Note that there are limitations on capturing suid applications. For more information, see the Note about capture restrictions.
This section gives an example of configuring encrypted tunnels for an e-mail service on Windows. Transparent TCP tunneling is used for establishing tunnels that can be utilized as a secure transport between an e-mail client and an e-mail server communicating over the Internet.
This scenario describes a typical configuration for remote users for accessing the company's internal e-mail services transparently. In the test scenario, access from the client's private network to the Internet traverses through a SOCKS4 server, and the client-side has SSH Tectia ConnectSecure installed. Access to the company's internal network, including the e-mail services, goes via a gateway host which has SSH Tectia Server running.
Before e-mail delivery, SSH Tectia ConnectSecure automatically creates a transparent TCP tunnel between the client host and the SSH Tectia Server gateway for SMTP/IMAP/POP protocols. The encrypted tunnel ends at the gateway, and from there onwards the e-mail traffic is transmitted unencrypted in the company's internal network.
To create the configuration using the SSH Tectia Configuration tool, do the following:
On the Connection Profiles page, click Add profile to add a new connection profile for the gateway server host. Enter the profile name and click OK. In the example, the profile is named
Select the created profile from the Connection Profiles list, and specify the connection details in the following view.
By default, the profile name is assumed to be the host name of the destination server, but here we link the profile name to a server called
host1234. Click Apply when the settings are ready.
On the Transparent Tunnels → Connection Capture page, select the Enable transparent tunneling at startup check box.
On the Transparent Tunnels → Filter Rules page, click Add to add the filter rules which define the applications and ports to be captured and tunneled.
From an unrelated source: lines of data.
// SPDX-License-Identifier: Apache-2.0

//! Decoding of JSON escape sequences.
//!
//! The tokenizer and parser keep string text exactly as written. These
//! functions turn such raw text into the string it denotes, on demand.

use alloc::borrow::Cow;
use alloc::string::String;

use crate::arena::{AllocError, Arena};

/// Why a raw string could not be decoded.
#[derive(Debug, Clone, Copy, PartialEq, Eq)]
pub enum EscapeError {
    /// `\` followed by a character that is not a JSON escape.
    InvalidEscapeSequence,
    /// `\u` not followed by four hexadecimal digits.
    InvalidUnicodeHex,
    /// A lone or mismatched UTF-16 surrogate.
    InvalidUnicodeCodepoint,
    /// The text ends in the middle of an escape sequence.
    TruncatedEscape,
    /// The arena could not hold the decoded text.
    OutOfMemory,
}

impl From<AllocError> for EscapeError {
    fn from(_: AllocError) -> Self {
        EscapeError::OutOfMemory
    }
}

impl core::fmt::Display for EscapeError {
    fn fmt(&self, f: &mut core::fmt::Formatter<'_>) -> core::fmt::Result {
        match self {
            EscapeError::InvalidEscapeSequence => f.write_str("Invalid escape sequence"),
            EscapeError::InvalidUnicodeHex => f.write_str("Invalid unicode hex sequence"),
            EscapeError::InvalidUnicodeCodepoint => f.write_str("Invalid unicode codepoint"),
            EscapeError::TruncatedEscape => f.write_str("Truncated escape sequence"),
            EscapeError::OutOfMemory => f.write_str("Out of memory"),
        }
    }
}

/// Pure helpers for the individual pieces of an escape sequence.
pub struct EscapeProcessor;

impl EscapeProcessor {
    /// Maps the character after a backslash to the character it stands for.
    ///
    /// # Examples
    /// ```
    /// use bumpjson::EscapeProcessor;
    /// assert_eq!(EscapeProcessor::process_simple_escape(b'n'), Ok('\n'));
    /// assert!(EscapeProcessor::process_simple_escape(b'x').is_err());
    /// ```
    pub fn process_simple_escape(escape_char: u8) -> Result<char, EscapeError> {
        match escape_char {
            b'n' => Ok('\n'),
            b't' => Ok('\t'),
            b'r' => Ok('\r'),
            b'\\' => Ok('\\'),
            b'"' => Ok('"'),
            b'/' => Ok('/'),
            b'b' => Ok('\u{08}'),
            b'f' => Ok('\u{0C}'),
            _ => Err(EscapeError::InvalidEscapeSequence),
        }
    }

    /// The numeric value (0-15) of a hexadecimal digit.
    pub fn validate_hex_digit(byte: u8) -> Result<u32, EscapeError> {
        match byte {
            b'0'..=b'9' => Ok(u32::from(byte - b'0')),
            b'a'..=b'f' => Ok(u32::from(byte - b'a') + 10),
            b'A'..=b'F' => Ok(u32::from(byte - b'A') + 10),
            _ => Err(EscapeError::InvalidUnicodeHex),
        }
    }

    /// Parses exactly four hex digits into a UTF-16 code unit.
    pub fn parse_hex4(hex: &[u8]) -> Result<u32, EscapeError> {
        if hex.len() != 4 {
            return Err(EscapeError::InvalidUnicodeHex);
        }
        hex.iter().try_fold(0u32, |unit, &byte| {
            Ok((unit << 4) | Self::validate_hex_digit(byte)?)
        })
    }

    /// 0xD800-0xDBFF
    pub fn is_high_surrogate(unit: u32) -> bool {
        (0xD800..=0xDBFF).contains(&unit)
    }

    /// 0xDC00-0xDFFF
    pub fn is_low_surrogate(unit: u32) -> bool {
        (0xDC00..=0xDFFF).contains(&unit)
    }

    pub fn combine_surrogate_pair(high: u32, low: u32) -> Result<char, EscapeError> {
        if !Self::is_high_surrogate(high) || !Self::is_low_surrogate(low) {
            return Err(EscapeError::InvalidUnicodeCodepoint);
        }
        let codepoint = 0x10000 + ((high & 0x3FF) << 10) + (low & 0x3FF);
        char::from_u32(codepoint).ok_or(EscapeError::InvalidUnicodeCodepoint)
    }
}

/// Walks raw string text, emitting decoded pieces to `out`.
fn decode<F>(raw: &str, mut out: F) -> Result<(), EscapeError>
where
    F: FnMut(Piece<'_>),
{
    let bytes = raw.as_bytes();
    let mut pos = 0;
    while pos < bytes.len() {
        let run_end = bytes
            .get(pos..)
            .and_then(|rest| rest.iter().position(|&b| b == b'\\'))
            .map_or(bytes.len(), |offset| pos + offset);
        if run_end > pos {
            // Backslashes are ASCII, so both ends sit on char boundaries
            out(Piece::Text(raw.get(pos..run_end).unwrap_or("")));
            pos = run_end;
            continue;
        }

        let escape_char = *bytes.get(pos + 1).ok_or(EscapeError::TruncatedEscape)?;
        pos += 2;
        if escape_char != b'u' {
            out(Piece::Char(EscapeProcessor::process_simple_escape(escape_char)?));
            continue;
        }

        let unit = hex4_at(bytes, pos)?;
        pos += 4;
        let ch = if EscapeProcessor::is_high_surrogate(unit) {
            // A high surrogate must be followed by an escaped low surrogate
            if bytes.get(pos..pos + 2) != Some(b"\\u".as_slice()) {
                return Err(EscapeError::InvalidUnicodeCodepoint);
            }
            let low = hex4_at(bytes, pos + 2)?;
            pos += 6;
            EscapeProcessor::combine_surrogate_pair(unit, low)?
        } else {
            char::from_u32(unit).ok_or(EscapeError::InvalidUnicodeCodepoint)?
        };
        out(Piece::Char(ch));
    }
    Ok(())
}

fn hex4_at(bytes: &[u8], pos: usize) -> Result<u32, EscapeError> {
    let hex = bytes
        .get(pos..pos.saturating_add(4))
        .ok_or(EscapeError::TruncatedEscape)?;
    EscapeProcessor::parse_hex4(hex)
}

enum Piece<'r> {
    Text(&'r str),
    Char(char),
}

/// Decodes the escape sequences in `raw`.
///
/// Text without a backslash is returned borrowed.
///
/// # Example
/// ```
/// use bumpjson::unescape;
/// assert_eq!(unescape(r"tab\there").unwrap(), "tab\there");
/// assert_eq!(unescape(r"\uD83D\uDE00").unwrap(), "😀");
/// ```
pub fn unescape(raw: &str) -> Result<Cow<'_, str>, EscapeError> {
    if !raw.contains('\\') {
        return Ok(Cow::Borrowed(raw));
    }
    let mut decoded = String::with_capacity(raw.len());
    decode(raw, |piece| match piece {
        Piece::Text(text) => decoded.push_str(text),
        Piece::Char(ch) => decoded.push(ch),
    })?;
    Ok(Cow::Owned(decoded))
}

/// Decodes the escape sequences in `raw` into `arena`.
///
/// Decoding never makes text longer, so a single allocation of `raw.len()`
/// bytes is enough. Text without a backslash is copied unchanged.
pub fn unescape_in<'a>(raw: &str, arena: &'a Arena) -> Result<&'a str, EscapeError> {
    if !raw.contains('\\') {
        return Ok(arena.alloc_str(raw)?);
    }
    let buffer = arena.alloc_slice_fill_with(raw.len(), |_| 0u8)?;
    let mut len = 0;
    let mut overflow = false;
    let mut append = |bytes: &[u8]| {
        match buffer.get_mut(len..len + bytes.len()) {
            Some(dest) => {
                dest.copy_from_slice(bytes);
                len += bytes.len();
            }
            None => overflow = true,
        }
    };
    decode(raw, |piece| match piece {
        Piece::Text(text) => append(text.as_bytes()),
        Piece::Char(ch) => append(ch.encode_utf8(&mut [0; 4]).as_bytes()),
    })?;
    if overflow {
        return Err(EscapeError::OutOfMemory);
    }
    let buffer: &'a [u8] = buffer;
    let decoded = buffer.get(..len).unwrap_or(&[]);
    core::str::from_utf8(decoded).map_err(|_| EscapeError::InvalidUnicodeCodepoint)
}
In this example, only TCP ports related to e-mail delivery (IMAP, POP, SMTP) are forwarded to the gateway server through profile
Under Action, it is possible to select how the destination host is defined; either the host defined in the connection profile is used, or the host definition is received from the application. Now that we have a gateway server in this example, we will use the hostname defined in the profile, and the Use host name from the application is left unselected. In case we had a Secure Shell server running on each destination server, we could use the host names from the application.
The created rules are listed in the Filter Rules view. You can return to editing a selected rule by clicking Edit, and you can arrange the order of the rules with the up and down arrows. Place the most specific rules first. In this example, the order is not significant.
Once transparent TCP tunneling has been activated, it captures the e-mail traffic to the hosts defined in the SSH Tectia configuration and uses encrypted tunnels for sending the data. No changes are required to the configuration of the e-mail application.
When the tunnel is opened, the user is prompted to authenticate to the gateway server. Setting up public-key authentication to the server is recommended. For instructions, see Managing Keys and Certificates.